Yukarıda bahsedildiği gibi bu yeni yöntemin önemi örneklere en az düzeyde zarar verilmesinde yatıyor. Eğer örnek alındıktan sonra dişler sağlam kalırsa sonraki morfolojik, radyolojik, dokusal, patolojik çalışmalarda ve kararlı izotop ve radyokarbon analizlerinde de kullanılabilir. Bu yöntem, örneğin belli bir bölgeden yalnızca onbinlerce yıl öncesine ait birkaç dişin ele geçtiği ve bu dişlerin parçalanmasının sonraki analizleri engelleyeceği durumlarda özellikle faydalı olacak. Ayrıca insan evrimi çalışmalarının yanı sıra Eötvös Loránd Üniversitesi Antropoloji Bölümü’nde ve Arkeoloji Enstitüsü’nde yürütülen toplumsal tarih ve hastalık evrimi projelerine de katkı sağlayacak. Bununla birlikte, ulusal ve uluslararası müzelere örneklerin arkeogenetik çalışmalarda kullanılmasına izin verirken aynı zamanda onları nasıl koruyacakları üzerine yeni bakış açıları da kazandıracak.
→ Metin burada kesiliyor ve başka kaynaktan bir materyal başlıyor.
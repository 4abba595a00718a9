//! Durable subscriber record and daily trigger arithmetic.
//!
//! Only the fields that survive a restart live here. Escalation state,
//! the pending-contact marker, and the generation token are held by the
//! live [`Subscriber`](crate::orchestrator::subscriber::Subscriber).

use chrono::{DateTime, FixedOffset, NaiveTime, TimeZone, Timelike, Utc};
use serde::{Deserialize, Serialize};

use crate::{AppError, Result};

/// A validated local time of day, minute precision.
#[derive(Debug, Clone, Copy, PartialEq, Eq)]
pub struct DailyTime(NaiveTime);

impl DailyTime {
    /// Build a daily time.
    ///
    /// # Errors
    ///
    /// Returns `AppError::Validation` unless `hour` is in `0..=23` and
    /// `minute` is in `0..=59`.
    pub fn new(hour: u32, minute: u32) -> Result<Self> {
        NaiveTime::from_hms_opt(hour, minute, 0)
            .map(Self)
            .ok_or_else(|| AppError::Validation(format!("invalid time {hour}:{minute}")))
    }

    /// Hour of day, `0..=23`.
    #[must_use]
    pub fn hour(self) -> u32 {
        self.0.hour()
    }

    /// Minute of hour, `0..=59`.
    #[must_use]
    pub fn minute(self) -> u32 {
        self.0.minute()
    }

    /// First occurrence of this time in `zone` strictly after `now`.
    ///
    /// A time equal to `now` rolls to the next day, so feeding the result
    /// back in yields exactly 24 hours later.
    #[must_use]
    pub fn next_trigger(self, now: DateTime<Utc>, zone: FixedOffset) -> DateTime<Utc> {
        let local_now = now.with_timezone(&zone);
        let today = local_now.date_naive().and_time(self.0);
        let candidate = Utc.from_utc_datetime(&(today - local_offset(zone)));
        if candidate <= now {
            candidate + chrono::Duration::days(1)
        } else {
            candidate
        }
    }
}

fn local_offset(zone: FixedOffset) -> chrono::Duration {
    chrono::Duration::seconds(i64::from(zone.local_minus_utc()))
}

/// A third party told when the subscriber confirms or gives up.
#[derive(Debug, Clone, Serialize, Deserialize, PartialEq, Eq)]
#[serde(rename_all = "snake_case")]
pub struct Contact {
    /// Delivery target of the contact.
    pub id: String,
    /// Name the subscriber asked to be shown as.
    pub name: String,
}

/// Serialized form stored under `subscriber_<id>`.
#[derive(Debug, Clone, Serialize, Deserialize, PartialEq, Eq)]
#[serde(rename_all = "snake_case")]
pub struct SubscriberRecord {
    /// Stable external identifier.
    pub id: String,
    /// Trigger hour.
    pub hour: u32,
    /// Trigger minute.
    pub minute: u32,
    /// Notification targets, unique by `id`.
    #[serde(default)]
    pub contacts: Vec<Contact>,
}

impl SubscriberRecord {
    /// Build a record with no contacts.
    #[must_use]
    pub fn new(id: impl Into<String>, time: DailyTime) -> Self {
        Self {
            id: id.into(),
            hour: time.hour(),
            minute: time.minute(),
            contacts: Vec::new(),
        }
    }

    /// The validated trigger time.
    ///
    /// # Errors
    ///
    /// Returns `AppError::Validation` if the stored fields are out of range.
    pub fn daily_time(&self) -> Result<DailyTime> {
        DailyTime::new(self.hour, self.minute)
    }

    /// Encode in the current (JSON) layout.
    ///
    /// # Errors
    ///
    /// Returns `AppError::Db` if serialization fails.
    pub fn encode(&self) -> Result<String> {
        Ok(serde_json::to_string(self)?)
    }

    /// Decode a value written in the current layout.
    ///
    /// # Errors
    ///
    /// Returns `AppError::Db` if the value is not a well-formed record or
    /// carries an out-of-range time.
    pub fn decode(raw: &str) -> Result<Self> {
        let record: Self = serde_json::from_str(raw)?;
        record
            .daily_time()
            .map_err(|err| AppError::Db(format!("record {}: {err}", record.id)))?;
        Ok(record)
    }

    /// Decode a legacy `hour:minute` value stored before contacts existed.
    ///
    /// # Errors
    ///
    /// Returns `AppError::Db` if the value is not two colon-separated
    /// integers in range.
    pub fn decode_legacy(id: &str, raw: &str) -> Result<Self> {
        let (hour, minute) = raw
            .trim()
            .split_once(':')
            .ok_or_else(|| AppError::Db(format!("legacy record {id}: missing ':' in {raw:?}")))?;
        let hour: u32 = hour
            .parse()
            .map_err(|err| AppError::Db(format!("legacy record {id}: parse hour: {err}")))?;
        let minute: u32 = minute
            .parse()
            .map_err(|err| AppError::Db(format!("legacy record {id}: parse minute: {err}")))?;
        let time = DailyTime::new(hour, minute)
            .map_err(|err| AppError::Db(format!("legacy record {id}: {err}")))?;
        Ok(Self::new(id, time))
    }
}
Çalışmayı yürüten ekip yeni yöntemin etkinliğini Macaristan ve diğer ülkelerdeki kazı alanlarından ele geçen insan örnekleri üzerinde denedi. Macaristan’dan elde edilen örnekler Macaristan Doğa Tarihi Müzesi, Herman Ottó Müzesi, Déri Müzesi ve Damjanich János Müzesi koleksiyonlarında görülebilir. Yeni metodun geliştirilmesinde Ron Pinhasi ve ekibi başı çekerken aynı zamanda David Reich ve ekibiyle metodun taslağını oluşturup kemik ve diş örneklerini analiz ettiler.
Eötvös Loránd Üniversitesi Antropoloji Bölümü, Arkeoloji Enstitüsü ve ELKH-BTK’den, ayrıca Macaristan Doğa Tarihi Müzesi Antropoloji Bölümü’nden araştırmacılar (Tamás Hajdu, Tamás Szeniczey, Krisztián Kiss, Ildikó Pap, Kitti Köhler) örneklerin antropolojik bilgisini sağladı.
Araştırmanın arkeolojik verisi (arkeolojik yaş, kültürel tanımlama, arkeolojik bağlam) Macaristan’daki çok sayıda kurum çalışanının ortak çabasıyla sağlandı (ELTE BTK Arkeoloji Enstitüsü: Alexandra Anders, Pál Raczky; Déri Müzesi: János Dani, Barbara Kolozsi, Emese Gyöngyvér Nagy; Herman Otto Müzesi: B. Hellebrandt Magdolna, Horváth Antónia; ELKH BTK Arkeoloji Enstitüsü: Király Ágnes; Damjanich János Müzesi: Kovács Péter; Ásatárs Kft.)
Eötvös Loránd University (ELTE). 5 Mayıs 2021.
Makale: Harney, É., Cheronet, O., Fernandes, D. M., Sirak, K., Mah, M., Bernardos, R., … & Pinhasi, R. (2021). A minimally destructive protocol for DNA extraction from ancient teeth. Genome research, 31(3), 472-483.